The first European family with gastric adenocarcinoma and proximal polyposis of the stomach: case report and review of the literature

Abstract Background and Aims Gastric adenocarcinoma and proximal polyposis of the stomach (GAPPS) has to date been recognized in only 8 families worldwide. Recently, different point mutations within the YY1 binding motif in the promoter 1B of APC gene were assigned as causal in 6 families with GAPPS. Methods We diagnosed GAPPS across 3 generations of a Czech white family. Results The proband´s mother died of gastric cancer at 49 years of age. The proband died of gastric cancer at 56 years of age. All 3 of the proband´s daughters inherited polyposis, involving exclusively the gastric fundus and body, with relative sparing of the lesser curve. The daughters have all been regularly surveyed endoscopically. Polyposis progressed rapidly with intestinal differentiated low-grade and high-grade dysplasia being present on polypectomy specimens 5 years after the original diagnosis. On this basis, all 3 of the proband´s daughters were scheduled for prophylactic total gastrectomy.

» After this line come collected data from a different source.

use chrono::{DateTime, Utc};
use indexmap::IndexMap;
use uuid::Uuid;
use validator::Validate;

/// Largest cumulative quantity a single item may reach in one order.
pub const MAX_ITEM_QUANTITY: u32 = 1_000_000;

#[derive(Debug, Clone, PartialEq, Eq, thiserror::Error)]
pub enum OrderError {
    #[error("Invalid quantity '{input}': quantity must be a positive whole number")]
    InvalidQuantity { input: String },

    #[error("Unknown item '{item}'")]
    UnknownItem { item: String },

    #[error("Invalid catalog: {message}")]
    InvalidCatalog { message: String },
}

// request dto
#[derive(Debug, Validate)]
pub struct AddItemRequest {
    pub item: String,

    #[validate(range(min = 1, max = 1000000, message = "Quantity must be between 1 and 1000000"))]
    pub quantity: i64,
}

impl AddItemRequest {
    pub fn new(item: impl Into<String>, quantity: i64) -> Self {
        Self {
            item: item.into(),
            quantity,
        }
    }

    /// Builds a request from free-form text such as a prompt answer.
    pub fn from_input(item: impl Into<String>, input: &str) -> Result<Self, OrderError> {
        let quantity = input
            .trim()
            .parse::<i64>()
            .map_err(|_| OrderError::InvalidQuantity {
                input: input.to_string(),
            })?;
        Ok(Self::new(item, quantity))
    }

    /// Checks the quantity and returns it as a stored quantity.
    pub fn checked_quantity(&self) -> Result<u32, OrderError> {
        let invalid = || OrderError::InvalidQuantity {
            input: self.quantity.to_string(),
        };

        self.validate().map_err(|_| invalid())?;
        u32::try_from(self.quantity).map_err(|_| invalid())
    }
}

#[derive(Debug, Clone)]
pub struct Order {
    id: Uuid,
    customer_name: String,
    lines: IndexMap<String, u32>,
    opened_at: DateTime<Utc>,
}

impl Order {
    pub fn new() -> Self {
        Self {
            id: Uuid::new_v4(),
            customer_name: String::new(),
            lines: IndexMap::new(),
            opened_at: Utc::now(),
        }
    }

    pub fn id(&self) -> Uuid {
        self.id
    }

    pub fn customer_name(&self) -> &str {
        &self.customer_name
    }

    pub fn opened_at(&self) -> DateTime<Utc> {
        self.opened_at
    }

    /// Ordered lines, in the order each item was first added.
    pub fn lines(&self) -> impl Iterator<Item = (&str, u32)> {
        self.lines.iter().map(|(item, quantity)| (item.as_str(), *quantity))
    }

    pub fn quantity_of(&self, item: &str) -> u32 {
        self.lines.get(item).copied().unwrap_or(0)
    }

    pub fn is_empty(&self) -> bool {
        self.lines.is_empty()
    }

    pub(crate) fn set_customer_name(&mut self, name: String) {
        self.customer_name = name;
    }

    /// Adds `quantity` to the line for `item` and returns the new total for it.
    /// Catalog membership is checked by the caller.
    pub(crate) fn accumulate(&mut self, item: &str, quantity: u32) -> Result<u32, OrderError> {
        let current = self.quantity_of(item);
        let updated = current
            .checked_add(quantity)
            .filter(|total| *total <= MAX_ITEM_QUANTITY)
            .ok_or_else(|| OrderError::InvalidQuantity {
                input: quantity.to_string(),
            })?;

        self.lines.insert(item.to_string(), updated);
        Ok(updated)
    }

    /// Starts over with a fresh, empty order.
    pub(crate) fn clear(&mut self) {
        *self = Self::new();
    }
}

impl Default for Order {
    fn default() -> Self {
        Self::new()
    }
}
use console::style;
use tabled::{
    settings::{Alignment, Style},
    Table, Tabled,
};

use crate::{
    cli::args::OutputFormat,
    models::{Catalog, OrderReceipt, OrderSummary},
};

#[derive(Tabled)]
struct MenuTableRow {
    #[tabled(rename = "Item")]
    item: String,
    #[tabled(rename = "Price")]
    price: String,
}

#[derive(Tabled)]
struct SummaryTableRow {
    #[tabled(rename = "Item")]
    item: String,
    #[tabled(rename = "Qty")]
    quantity: u32,
    #[tabled(rename = "Unit Price")]
    unit_price: String,
    #[tabled(rename = "Line Total")]
    line_total: String,
}

pub fn format_menu_table(catalog: &Catalog) -> String {
    let rows: Vec<MenuTableRow> = catalog
        .entries()
        .map(|entry| MenuTableRow {
            item: entry.name.clone(),
            price: format_price(u64::from(entry.unit_price)),
        })
        .collect();

    let mut table = Table::new(rows);
    table.with(Style::rounded()).with(Alignment::left());

    table.to_string()
}

pub fn format_summary_table(summary: &OrderSummary) -> String {
    let mut output = String::new();

    output.push_str(&format!(
        "{}: {}\n",
        style("Customer Name").bold(),
        style(&summary.customer_name).green()
    ));

    if summary.is_empty() {
        output.push_str(&format!("{}\n", style("No items ordered").dim()));
    } else {
        let rows: Vec<SummaryTableRow> = summary
            .lines
            .iter()
            .map(|line| SummaryTableRow {
                item: line.item.clone(),
                quantity: line.quantity,
                unit_price: format_price(u64::from(line.unit_price)),
                line_total: format_price(line.line_total),
            })
            .collect();

        let mut table = Table::new(rows);
        table.with(Style::rounded()).with(Alignment::left());
        output.push_str(&format!("{}\n", table));
    }

    output.push_str(&format!(
        "{}: {}",
        style("Total Price").bold(),
        style(format_price(summary.grand_total)).yellow()
    ));

    output
}

pub fn format_receipt_json(receipt: &OrderReceipt) -> anyhow::Result<String> {
    Ok(serde_json::to_string_pretty(receipt)?)
}

/// Renders a submitted order in the requested format.
pub fn render_receipt(receipt: &OrderReceipt, format: OutputFormat) -> anyhow::Result<String> {
    match format {
        OutputFormat::Text => Ok(receipt.summary.to_string()),
        OutputFormat::Table => Ok(format_summary_table(&receipt.summary)),
        OutputFormat::Json => format_receipt_json(receipt),
    }
}

pub fn format_price(amount: u64) -> String {
    format!("${}", amount)
}
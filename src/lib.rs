pub mod models;
pub mod services;
pub mod cli;
pub mod utils;

pub use anyhow::{Error, Result};
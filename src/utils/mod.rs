pub mod config;
pub mod formatting;

// Re-exports
pub use config::*;
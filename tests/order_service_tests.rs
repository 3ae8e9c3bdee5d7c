use std::sync::Arc;

use restaurant_order_cli::models::{Catalog, OrderError};
use restaurant_order_cli::services::OrderService;

fn new_service() -> OrderService {
    OrderService::new(Arc::new(Catalog::default()))
}

#[test]
fn test_burger_and_soda_order() {
    let mut service = new_service();

    service.add_item("Burger", 2).unwrap();
    service.add_item("Soda", 3).unwrap();
    service.add_item("Burger", 1).unwrap();

    let summary = service.summarize().unwrap();
    let lines: Vec<String> = summary.lines.iter().map(|line| line.to_string()).collect();

    assert_eq!(lines, vec!["Burger: 3 x $10 = $30", "Soda: 3 x $2 = $6"]);
    assert_eq!(summary.grand_total, 36);
}

#[test]
fn test_reset_clears_customer_and_lines() {
    let mut service = new_service();

    service.set_customer_name("Alex");
    service.add_item("Pizza", 1).unwrap();
    service.reset();

    let summary = service.summarize().unwrap();
    assert_eq!(summary.customer_name, "");
    assert!(summary.lines.is_empty());
    assert_eq!(summary.grand_total, 0);
}

#[test]
fn test_invalid_inputs() {
    let mut service = new_service();

    assert!(matches!(
        service.add_item("Fries", 0),
        Err(OrderError::InvalidQuantity { .. })
    ));
    assert!(matches!(
        service.add_item("Fries", -1),
        Err(OrderError::InvalidQuantity { .. })
    ));
    assert!(matches!(
        service.add_item("Nonexistent", 1),
        Err(OrderError::UnknownItem { .. })
    ));
    assert!(matches!(
        service.add_item_from_input("Fries", "lots"),
        Err(OrderError::InvalidQuantity { .. })
    ));

    // rejected adds leave the order untouched
    assert!(service.is_empty());
}

#[test]
fn test_summary_is_idempotent() {
    let mut service = new_service();
    service.set_customer_name("Jordan");
    service.add_item("Ice Cream", 2).unwrap();
    service.add_item("Fries", 1).unwrap();

    let first = service.summarize().unwrap();
    let second = service.summarize().unwrap();
    assert_eq!(first, second);
}

#[test]
fn test_full_summary_text() {
    let mut service = new_service();
    service.set_customer_name("Alex");
    service.add_item("Burger", 2).unwrap();
    service.add_item("Soda", 3).unwrap();
    service.add_item("Burger", 1).unwrap();

    let text = service.summarize().unwrap().to_string();
    assert_eq!(
        text,
        "Customer Name: Alex\n\
         Ordered Items:\n\
         Burger: 3 x $10 = $30\n\
         Soda: 3 x $2 = $6\n\
         Total Price: $36"
    );
}

#[test]
fn test_order_can_be_reused_after_reset() {
    let mut service = new_service();
    service.add_item("Soda", 5).unwrap();
    service.reset();

    assert_eq!(service.add_item("Soda", 1).unwrap(), 1);
    assert_eq!(service.summarize().unwrap().grand_total, 2);
}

Unfortunately, the middle daughter presented with generalized gastric adenocarcinoma and died at the age of 26 years. The other 2 daughters (aged 30 and 23 years) underwent total gastrectomy within 6 weeks of their sister´s death; histology of surgical speciments showed gastric adenocarcinoma stage IA (pT1a, N0, M0) in both cases. Bi-directional Sanger sequencing of promoter 1B revealed a point mutation (c.-191 T>C) in all 3 daughters of the proband. Conclusions Atypical endoscopic progression of the fundic gland polyposis, with the presence of dysplasia on polypectomy speciments and genetic testing with recently discovered mutations in promoter 1B of APC gene might help the clinicians as to whether prophylactic gastrectomy should be performed.